Este cenário é ainda mais alarmante quando observamos as condições de ocupação por idade e escolaridade. A eliminação de postos de trabalho formal no ano de 2021 afetou principalmente aos mais jovens, em termos relativos, segundo relatório da Organização Internacional do Trabalho intitulado “Panorama laboral 2021: América Latina y el Caribe”. Ainda que estes jovens voltem com maior velocidade ao mercado de trabalho, o fazem principalmente de maneira informal, em condições precárias e de baixa qualificação. Em razão disso, a informalidade é maior entre os jovens de até 25 anos do que em outros grupos etários, o que faz com que sofram com uma maior intermitência laboral e de instabilidade ocupacional. Isto ocorre por causa de dois fenômenos: primeiro, porque são forçados a entrar no mercado de trabalho de maneira temprana, por vezes ainda na adolescência, o que dificulta a continuidade de sua trajetória escolar e o desenvolvimento de habilidades que possam ser ofertadas no mercado de trabalho. Segundo, porque a pouca experiência profissional que possuem reduz a possibilidade de acesso às vagas de emprego ou os torna mais vulneráveis diante do risco de demissão, especialmente em contextos de mercado laboral contraído, como o que vivemos atualmente.

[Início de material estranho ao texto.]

//! Software endpoints.

use axum::{
    extract::{rejection::JsonRejection, Path, State},
    http::StatusCode,
    Json,
};
use registry_core::{NewSoftware, Software, SoftwareUpdate};
use serde::Deserialize;
use validator::{Validate, ValidationError};

use super::{validated, DataResponse};
use crate::error::{ApiError, ApiResult};
use crate::state::AppState;

fn validate_urls(urls: &[String]) -> Result<(), ValidationError> {
    if urls.iter().all(|u| url::Url::parse(u).is_ok()) {
        Ok(())
    } else {
        Err(ValidationError::new("url"))
    }
}

/// Request body for creating a software entry.
#[derive(Debug, Deserialize, Validate)]
#[serde(rename_all = "camelCase")]
pub struct CreateSoftwareRequest {
    #[serde(default)]
    #[validate(url)]
    pub url: String,
    #[serde(default)]
    #[validate(custom(function = "validate_urls"))]
    pub aliases: Vec<String>,
    #[serde(default)]
    #[validate(length(min = 1, code = "required"))]
    pub publiccode_yml: String,
    pub active: Option<bool>,
}

/// Request body for updating a software entry. Absent fields are left
/// untouched; `aliases` replaces the whole list when present.
#[derive(Debug, Deserialize, Validate)]
#[serde(rename_all = "camelCase")]
pub struct UpdateSoftwareRequest {
    #[validate(url)]
    pub url: Option<String>,
    #[validate(custom(function = "validate_urls"))]
    pub aliases: Option<Vec<String>>,
    #[validate(length(min = 1))]
    pub publiccode_yml: Option<String>,
    pub active: Option<bool>,
}

/// GET /v1/software
pub async fn list_software(State(state): State<AppState>) -> ApiResult<Json<DataResponse<Software>>> {
    let software = state
        .db()
        .list_software()
        .map_err(|e| ApiError::from_registry("can't get Software", e))?;
    Ok(DataResponse::new(software))
}

/// GET /v1/software/:id
pub async fn get_software(
    State(state): State<AppState>,
    Path(id): Path<String>,
) -> ApiResult<Json<Software>> {
    const ERR: &str = "can't get Software";

    state
        .db()
        .get_software(&id)
        .map_err(|e| ApiError::from_registry(ERR, e))?
        .map(Json)
        .ok_or_else(|| ApiError::not_found(ERR, "Software was not found"))
}

/// POST /v1/software
pub async fn create_software(
    State(state): State<AppState>,
    body: Result<Json<CreateSoftwareRequest>, JsonRejection>,
) -> ApiResult<Json<Software>> {
    const ERR: &str = "can't create Software";
    let request = validated(body, ERR)?;

    let software = state
        .db()
        .create_software(NewSoftware {
            url: request.url,
            aliases: request.aliases,
            publiccode_yml: request.publiccode_yml,
            active: request.active,
        })
        .map_err(|e| ApiError::from_registry(ERR, e))?;

    Ok(Json(software))
}

/// PATCH /v1/software/:id
pub async fn update_software(
    State(state): State<AppState>,
    Path(id): Path<String>,
    body: Result<Json<UpdateSoftwareRequest>, JsonRejection>,
) -> ApiResult<Json<Software>> {
    const ERR: &str = "can't update Software";
    let request = validated(body, ERR)?;

    let software = state
        .db()
        .update_software(
            &id,
            SoftwareUpdate {
                url: request.url,
                aliases: request.aliases,
                publiccode_yml: request.publiccode_yml,
                active: request.active,
            },
        )
        .map_err(|e| ApiError::from_registry(ERR, e))?;

    Ok(Json(software))
}

/// DELETE /v1/software/:id
pub async fn delete_software(
    State(state): State<AppState>,
    Path(id): Path<String>,
) -> ApiResult<StatusCode> {
    state
        .db()
        .delete_software(&id)
        .map_err(|e| ApiError::from_registry("can't delete Software", e))?;
    Ok(StatusCode::NO_CONTENT)
}
//! Server state management.

use std::sync::Arc;

use registry_core::Database;
use secrecy::{ExposeSecret, SecretString};

/// Shared application state.
#[derive(Clone)]
pub struct AppState {
    db: Arc<Database>,
    api_key: Option<SecretString>,
}

impl AppState {
    /// Create a new application state.
    pub fn new(db: Arc<Database>, api_key: Option<SecretString>) -> Self {
        Self { db, api_key }
    }

    /// The registry database.
    pub fn db(&self) -> &Database {
        &self.db
    }

    /// Check a bearer token against the configured key.
    ///
    /// Always false when no key is configured.
    pub fn authorizes(&self, token: &str) -> bool {
        self.api_key
            .as_ref()
            .is_some_and(|key| !token.is_empty() && key.expose_secret() == token)
    }

    /// Whether the API accepts writes at all.
    pub fn is_read_only(&self) -> bool {
        self.api_key.is_none()
    }
}
//! Error types for the CLI runtime.

use std::io;
use std::sync::Arc;

use thiserror::Error;

use tether::{BuildError, ConnectionError, TelemetryError};

#[derive(Debug, Error)]
pub(crate) enum AppError {
    #[error("{0}")]
    CliUsage(clap::Error),
    #[error("failed to load configuration: {0}")]
    LoadConfiguration(Arc<ortho_config::OrthoError>),
    #[error("failed to initialise logging: {0}")]
    Telemetry(#[from] TelemetryError),
    #[error("invalid configuration: {0}")]
    Build(#[from] BuildError),
    #[error("{error}: {cause}", error = .0, cause = .0.transport_error())]
    Connect(#[from] ConnectionError),
    #[error("failed to serialise result: {0}")]
    Serialise(#[from] serde_json::Error),
    #[error("failed to write output: {0}")]
    Output(#[from] io::Error),
}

A desaceleração da crise sanitária imposta pela pandemia de Covid-19 parece não implicar, no caso do Brasil, em perspectivas de melhora das condições sociais e econômicas. Exemplo disso são as projeções realizadas pelo FMI que preveem que a taxa de desemprego no Brasil permanecerá entre as mais altas do mundo ao longo de todo o ano de 2022. Nos rankings divulgados pelo organismo, o Brasil aparece com a 9ª pior estimativa de emprego, com uma média prevista de 13,7%, estando ao lado de países como África do Sul e Sudão e dos territórios palestinos da Cisjordânia e Faixa de Gaza.
Por fim, como resultado da perversa agenda de desmonte do país em curso, o Brasil atualmente integra o lamentoso grupo de nações que combinam taxas de inflação, de juros e de desemprego de dois dígitos. Entre as grandes economias globais, apenas Brasil e Turquia encontram-se nesta condição, segundo dados levantados pela agência de classificação de risco Austin Rating. Isso tudo em um país cuja economia não deve crescer, em 2022, mais do que 0,5%, segundo a Comissão Econômica para a América Latina e Caribe (CEPAL), e 0,3%, segundo o Fundo Monetário Internacional (FMI). Esta é a menor expectativa de crescimento econômico de toda a América Latina, abaixo de economias profundamente em crise, como a da Venezuela ou da Argentina.
Neste sentido, a solução para os principais problemas socioeconômicos que o Brasil enfrenta atualmente passa, necessariamente, pela construção e implementação de políticas públicas orientadas para a geração de empregos decentes e para a recuperação da renda.